E, per spiegare con maggior chiarezza la gravità della situazione in Italia, l’Osservatorio Sicurezza sul Lavoro Vega Engineering di Mestre elabora come sempre il rischio reale di morte dei lavoratori, regione per regione e provincia per provincia. L’Osservatorio mestrino analizza così l’indice di incidenza della mortalità, cioè il rapporto degli infortuni mortali rispetto alla popolazione lavorativa regionale e provinciale, la cui media in Italia nei primi dieci mesi dell’anno è di 29,2 decessi ogni milione di occupati. Questo indice, un vero e proprio “indicatore di rischio di morte sul lavoro”, consente di confrontare il fenomeno infortunistico anche tra regioni con un numero di lavoratori diverso.
Sulla base dell’incidenza degli infortuni mortali, l’Osservatorio Vega definisce mensilmente la zonizzazione del rischio di morte per i lavoratori del nostro Paese che viene così descritto – alla stregua della pandemia – dividendo l’Italia a colori.

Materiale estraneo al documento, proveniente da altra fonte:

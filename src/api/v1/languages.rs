//! Supported languages and localized UI labels

use axum::extract::{Path, State};

use crate::api::state::AppState;
use crate::api::types::{ApiError, Json, LabelsResponse, LanguagesResponse};

/// GET /v1/languages
pub async fn list_languages(State(state): State<AppState>) -> Json<LanguagesResponse> {
    let kb = &state.knowledge_base;

    Json(LanguagesResponse {
        default: kb.default_language().to_string(),
        languages: kb.languages().to_vec(),
    })
}

/// GET /v1/languages/{language}/labels
pub async fn get_labels(
    State(state): State<AppState>,
    Path(language): Path<String>,
) -> Result<Json<LabelsResponse>, ApiError> {
    let language = state.knowledge_base.resolve_language(&language)?;
    let labels = state.knowledge_base.labels(&language);

    Ok(Json(LabelsResponse { language, labels }))
}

A finire in zona rossa alla fine dei primi dieci mesi del 2022, con un’incidenza superiore a +25% rispetto alla media nazionale (Im=Indice incidenza medio, pari a 29,2 morti sul lavoro ogni milione di lavoratori) sono: Valle D’Aosta, Trentino-Alto Adige, Umbria, Calabria e Basilicata. In zona arancione: Puglia, Campania, Sicilia, Marche, Toscana, Molise, Veneto e Piemonte. In zona gialla, cioè sotto la media nazionale: Abruzzo, Lazio, Emilia Romagna, Lombardia e Sardegna. In zona bianca, ossia la zona in cui l’incidenza delle morti sul lavoro è la più bassa: Liguria e Friuli-Venezia Giulia.

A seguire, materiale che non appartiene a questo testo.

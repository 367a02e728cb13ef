//! Static, read-only crop knowledge base

use std::collections::BTreeMap;

use serde::{Deserialize, Serialize};

use super::{AdvisoryEntry, AdvisoryLookup};
use crate::domain::DomainError;

/// Serialized form of the knowledge base data file
#[derive(Debug, Clone, Serialize, Deserialize)]
pub struct KnowledgeBaseDocument {
    /// Supported languages; the first one is the default
    pub languages: Vec<String>,

    /// UI labels per language
    #[serde(default)]
    pub translations: BTreeMap<String, BTreeMap<String, String>>,

    /// Advisory entries keyed by crop name
    pub crops: BTreeMap<String, AdvisoryEntry>,
}

/// Validated knowledge base, shared immutably for the process lifetime
#[derive(Debug, Clone)]
pub struct KnowledgeBase {
    languages: Vec<String>,
    translations: BTreeMap<String, BTreeMap<String, String>>,
    crops: BTreeMap<String, AdvisoryEntry>,
}

impl KnowledgeBase {
    /// Validate a document and index its crops by lower-cased name
    pub fn from_document(document: KnowledgeBaseDocument) -> Result<Self, DomainError> {
        if document.languages.is_empty() {
            return Err(DomainError::configuration(
                "Knowledge base declares no languages",
            ));
        }

        let mut crops = BTreeMap::new();

        for (name, entry) in document.crops {
            let missing = entry.missing_languages(&document.languages);

            if !missing.is_empty() {
                return Err(DomainError::configuration(format!(
                    "Crop '{}' is missing advice for: {}",
                    name,
                    missing.join(", ")
                )));
            }

            let key = name.trim().to_lowercase();

            if crops.insert(key.clone(), entry).is_some() {
                return Err(DomainError::configuration(format!(
                    "Crop '{}' is declared more than once",
                    key
                )));
            }
        }

        Ok(Self {
            languages: document.languages,
            translations: document.translations,
            crops,
        })
    }

    pub fn languages(&self) -> &[String] {
        &self.languages
    }

    pub fn default_language(&self) -> &str {
        &self.languages[0]
    }

    /// Match a requested language case-insensitively against the supported set
    pub fn resolve_language(&self, requested: &str) -> Result<String, DomainError> {
        self.languages
            .iter()
            .find(|lang| lang.eq_ignore_ascii_case(requested.trim()))
            .cloned()
            .ok_or_else(|| {
                DomainError::invalid_field(
                    "language",
                    format!(
                        "Unsupported language '{}'; expected one of: {}",
                        requested,
                        self.languages.join(", ")
                    ),
                )
            })
    }

    /// UI labels for a language, falling back to the default language per key
    pub fn labels(&self, language: &str) -> BTreeMap<String, String> {
        let mut labels = self
            .translations
            .get(self.default_language())
            .cloned()
            .unwrap_or_default();

        if let Some(localized) = self.translations.get(language) {
            labels.extend(localized.clone());
        }

        labels
    }

    pub fn crop_names(&self) -> impl Iterator<Item = &str> {
        self.crops.keys().map(String::as_str)
    }

    pub fn len(&self) -> usize {
        self.crops.len()
    }

    pub fn is_empty(&self) -> bool {
        self.crops.is_empty()
    }

    /// Case-insensitive lookup of a predicted label
    pub fn lookup(&self, label: &str, language: &str) -> AdvisoryLookup {
        self.crops
            .get(&label.trim().to_lowercase())
            .and_then(|entry| entry.localize(language))
            .map(AdvisoryLookup::Found)
            .unwrap_or(AdvisoryLookup::Unavailable)
    }
}

#[cfg(test)]
mod tests {
    use super::*;

    fn texts(pairs: &[(&str, &str)]) -> BTreeMap<String, String> {
        pairs
            .iter()
            .map(|(k, v)| (k.to_string(), v.to_string()))
            .collect()
    }

    fn rice_entry() -> AdvisoryEntry {
        AdvisoryEntry {
            image: "assets/Rice.jpg".to_string(),
            facts: texts(&[("English", "Rice fact"), ("Hindi", "चावल तथ्य")]),
            tips: texts(&[("English", "Rice tip"), ("Hindi", "चावल सुझाव")]),
            suggestions: texts(&[("English", "Rice suggestion"), ("Hindi", "चावल उपज")]),
        }
    }

    fn document() -> KnowledgeBaseDocument {
        let mut crops = BTreeMap::new();
        crops.insert("Rice".to_string(), rice_entry());

        let mut translations = BTreeMap::new();
        translations.insert(
            "English".to_string(),
            texts(&[("title", "Enter Soil and Climate Parameters"), ("tips", "Tips to Grow")]),
        );
        translations.insert("Hindi".to_string(), texts(&[("tips", "उगाने के टिप्स")]));

        KnowledgeBaseDocument {
            languages: vec!["English".to_string(), "Hindi".to_string()],
            translations,
            crops,
        }
    }

    #[test]
    fn test_lookup_is_case_insensitive() {
        let kb = KnowledgeBase::from_document(document()).unwrap();

        match kb.lookup("Rice", "English") {
            AdvisoryLookup::Found(advice) => {
                assert_eq!(advice.fact, "Rice fact");
                assert_eq!(advice.image, "assets/Rice.jpg");
            }
            AdvisoryLookup::Unavailable => panic!("rice should be found"),
        }

        assert!(!kb.lookup("RICE", "Hindi").is_unavailable());
    }

    #[test]
    fn test_unknown_crop_is_unavailable() {
        let kb = KnowledgeBase::from_document(document()).unwrap();
        assert_eq!(kb.lookup("Quinoa", "English"), AdvisoryLookup::Unavailable);
    }

    #[test]
    fn test_missing_translation_rejected() {
        let mut doc = document();
        doc.languages.push("Tamil".to_string());

        let err = KnowledgeBase::from_document(doc).unwrap_err();
        assert!(err.to_string().contains("Tamil"));
    }

    #[test]
    fn test_empty_languages_rejected() {
        let mut doc = document();
        doc.languages.clear();
        assert!(KnowledgeBase::from_document(doc).is_err());
    }

    #[test]
    fn test_resolve_language() {
        let kb = KnowledgeBase::from_document(document()).unwrap();
        assert_eq!(kb.resolve_language("hindi").unwrap(), "Hindi");
        assert!(kb.resolve_language("Klingon").is_err());
        assert_eq!(kb.default_language(), "English");
    }

    #[test]
    fn test_labels_fall_back_to_default_language() {
        let kb = KnowledgeBase::from_document(document()).unwrap();
        let labels = kb.labels("Hindi");

        assert_eq!(labels["tips"], "उगाने के टिप्स");
        assert_eq!(labels["title"], "Enter Soil and Climate Parameters");
    }
}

Sempre in cima alla graduatoria con il maggior numero di vittime in occasione di lavoro è – possiamo dire inevitabilmente a livello statistico – la regione con la più alta popolazione lavorativa d’Italia, cioè la Lombardia (107) che, per contro, come abbiamo visto in precedenza, presenta un’incidenza di infortuni mortali al di sotto della media nazionale, collocandosi così in “zona gialla”.Seguono: Veneto (62), Lazio e Campania (58), Piemonte (52), Emilia Romagna (49), Toscana (47), Puglia (44), Sicilia (43), Trentino-Alto Adige (28), Calabria e Marche (20), Umbria (14), Sardegna, Abruzzo e Liguria (13), Basilicata (7), Valle D’Aosta (6), Molise (3) e Friuli-Venezia Giulia (2). Per quanto riguarda le province romagnole: Ravenna è al 22° posto con il 46,6% di indice infortuni sugli occupati; Forlì-Cesena è 32ma con il 40,4%; Rimini è 92ma con il 13,8% (dati Inail).